POZO FORTUNA (Mieres)
El pozo Fortuna se encuentra en el Valle de Turón, muy próximo a la población de San Andrés. El pozo minero, con unos 30 metros de profundidad, se convirtió en una de las principales fosas comunes del país, tras la victoria de los sublevados a la República. Las cifras estiman que fueron arrojadas entre 300 y 400 personas. En la década de los años cuarenta llegaban camiones con represaliados, que eran arrojados al fondo.
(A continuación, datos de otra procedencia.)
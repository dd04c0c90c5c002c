//! Core data model.
//!
//! A job has identity (id + name), a kind, a lifecycle state and two
//! work-unit counters. Progress is `done / total`, with a total of zero
//! meaning "not measured".

use serde::{Deserialize, Serialize};
use uuid::Uuid;

use crate::error::Error;

/// Total work units a leaf job or observer starts with.
pub const DEFAULT_WORK_UNITS: u64 = 100;

/// Work units a sub-job of weight 1.0 contributes to its aggregator.
pub const NORMALIZED_SCALE: f64 = 100.0;

/// Weight used when a caller has no reason to favour one sub-job.
pub const DEFAULT_WEIGHT: f64 = 1.0;

// ---------------------------------------------------------------------------
// Job id
// ---------------------------------------------------------------------------

/// Newtype for job IDs.
#[derive(Debug, Clone, Copy, PartialEq, Eq, Hash, Serialize, Deserialize)]
pub struct JobId(pub Uuid);

impl JobId {
    pub fn new() -> Self {
        Self(Uuid::new_v4())
    }
}

impl std::fmt::Display for JobId {
    fn fmt(&self, f: &mut std::fmt::Formatter<'_>) -> std::fmt::Result {
        // Short display: first 8 chars of UUID
        write!(f, "{}", &self.0.to_string()[..8])
    }
}

impl Default for JobId {
    fn default() -> Self {
        Self::new()
    }
}

// ---------------------------------------------------------------------------
// State
// ---------------------------------------------------------------------------

/// Lifecycle state of a job.
#[derive(Debug, Clone, Copy, PartialEq, Eq, Hash, Serialize, Deserialize)]
#[serde(rename_all = "snake_case")]
pub enum JobState {
    /// Created, not yet run.
    Waiting,
    /// Work in progress.
    Running,
    /// Cancel requested while running; the work has not returned yet.
    Canceling,
    /// Canceled. Terminal.
    Canceled,
    /// Work returned normally. Terminal.
    Finished,
    /// Work returned an error or panicked. Terminal.
    Failed,
}

impl JobState {
    /// Can transition from self to `to`?
    pub fn can_transition_to(self, to: JobState) -> bool {
        use JobState::*;
        matches!(
            (self, to),
            (Waiting, Running)
                | (Waiting, Canceled)   // canceled before it was ever run
                | (Running, Canceling)
                | (Running, Canceled)   // observers cancel immediately
                | (Running, Finished)
                | (Running, Failed)
                | (Canceling, Canceled)
                | (Canceling, Failed)
        )
    }

    /// Is this a terminal state?
    pub fn is_terminal(self) -> bool {
        matches!(
            self,
            JobState::Canceled | JobState::Finished | JobState::Failed
        )
    }
}

impl std::fmt::Display for JobState {
    fn fmt(&self, f: &mut std::fmt::Formatter<'_>) -> std::fmt::Result {
        let s = match self {
            JobState::Waiting => "waiting",
            JobState::Running => "running",
            JobState::Canceling => "canceling",
            JobState::Canceled => "canceled",
            JobState::Finished => "finished",
            JobState::Failed => "failed",
        };
        write!(f, "{s}")
    }
}

impl std::str::FromStr for JobState {
    type Err = Error;

    fn from_str(s: &str) -> Result<Self, Self::Err> {
        match s {
            "waiting" => Ok(JobState::Waiting),
            "running" => Ok(JobState::Running),
            "canceling" => Ok(JobState::Canceling),
            "canceled" => Ok(JobState::Canceled),
            "finished" => Ok(JobState::Finished),
            "failed" => Ok(JobState::Failed),
            other => Err(Error::Other(format!("unknown job state: {other}"))),
        }
    }
}

// ---------------------------------------------------------------------------
// Kind
// ---------------------------------------------------------------------------

/// What drives a job's counters.
#[derive(Debug, Clone, Copy, PartialEq, Eq, Hash, Serialize, Deserialize)]
#[serde(rename_all = "snake_case")]
pub enum JobKind {
    /// Runs a single work callable.
    Leaf,
    /// Driven from outside through a polling-style interface.
    Observer,
    /// Weighted union of sub-jobs.
    Aggregator,
}

impl std::fmt::Display for JobKind {
    fn fmt(&self, f: &mut std::fmt::Formatter<'_>) -> std::fmt::Result {
        let s = match self {
            JobKind::Leaf => "leaf",
            JobKind::Observer => "observer",
            JobKind::Aggregator => "aggregator",
        };
        write!(f, "{s}")
    }
}

// ---------------------------------------------------------------------------
// Snapshot
// ---------------------------------------------------------------------------

/// Point-in-time view of a job, suitable for display or serialization.
#[derive(Debug, Clone, PartialEq, Serialize, Deserialize)]
pub struct JobSnapshot {
    pub id: JobId,
    pub name: String,
    pub kind: JobKind,
    pub state: JobState,
    pub done_work_units: u64,
    pub total_work_units: u64,
    pub progress: f64,
    pub cancel_requested: bool,
    /// Sub-jobs of an aggregator, in registration order. Empty otherwise.
    #[serde(default, skip_serializing_if = "Vec::is_empty")]
    pub sub_jobs: Vec<JobSnapshot>,
}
Más tarde fue tapado con escombros, para borrar la existencia hasta que se dignificó en el año 2003. Existe un monolito, colocado en 2005 por el Ayuntamiento de Mieres y la Asociación Memoria Histórica Asturiana, que recuerda a las víctimas, aunque de las personas arrojadas solo se conoce el nombre de nueve hombres y cuatro mujeres.

EL PEDREGAL (Avilés)
La Quinta Pedregal es el icono de la represión franquista en el concejo. Hoy alberga una pinacoteca y la colección de porcelana de Sévres, propiedad del presidente del Grupo Melca, José Luis García Arias. Desde el 21 de octubre la represión en Avilés se centró en este edificio, que se empleó como centro de detención y torturas. Hasta finales de 1939 cientos de personas cruzaron el umbral de la casona requisada por la temida Brigada de Orden Público, de la que ya no salían con vida. El profesor e historiador Pablo Martínez Corral, bisnieto de uno de esos desaparecidos en la Quinta, ha investigado este lugar y publicado el libro Memoria y olvido en la Quinta Pedregal. La represión franquista en la comarca de Avilés.

FOSA COMÚN DE OVIEDO
En esta fosa, ubicada en el cementerio de la ciudad, reposan más de 1.300 personas asesinadas durante la represión en la zona franqista. Muchas de estas víctimas fueron transportadas con vida al exterior del cementerio y allí los asesinaron. Otros, secuestrados, paseados y ejecutados en otros lugares y transportados sus cadáveres en camiones hasta la fosa. En 1986 se inauguró un monumento dedicado a los Defensores de la República y del Frente Popular en Asturias.

EL SUCU (Gijón)
La fosa está en el interior del cementerio municipal de Gijón, a unos metros del paredón en el que se ejecutaron a las víctimas. Sobre este paredón se colocaron las placas en homenaje a los asesinados, con todos sus nombres. El monumento en memoria de las personas fusiladas, las fallecidas en prisión y en el campo de concentración de El Cerillero, además de las “paseadas”, fue inaugurado el 14 de abril de 2010. El número de víctimas estimadas es de 1.293.

LAS HUELGAS DEL 62
Este es un enclave inmaterial y reconoce la huelga minera de Asturias, sucedida en la primavera de 1962, también conocida como la huelgona. La protesta se prolongó durante dos meses y, aunque parte de las reivindicaciones fueron concedidas, a los trabajadores se les reprimió con dureza. Cerca de 400 trabajadores fueron detenidos y muchos de ellos, torturados. Incluso hubo deportados.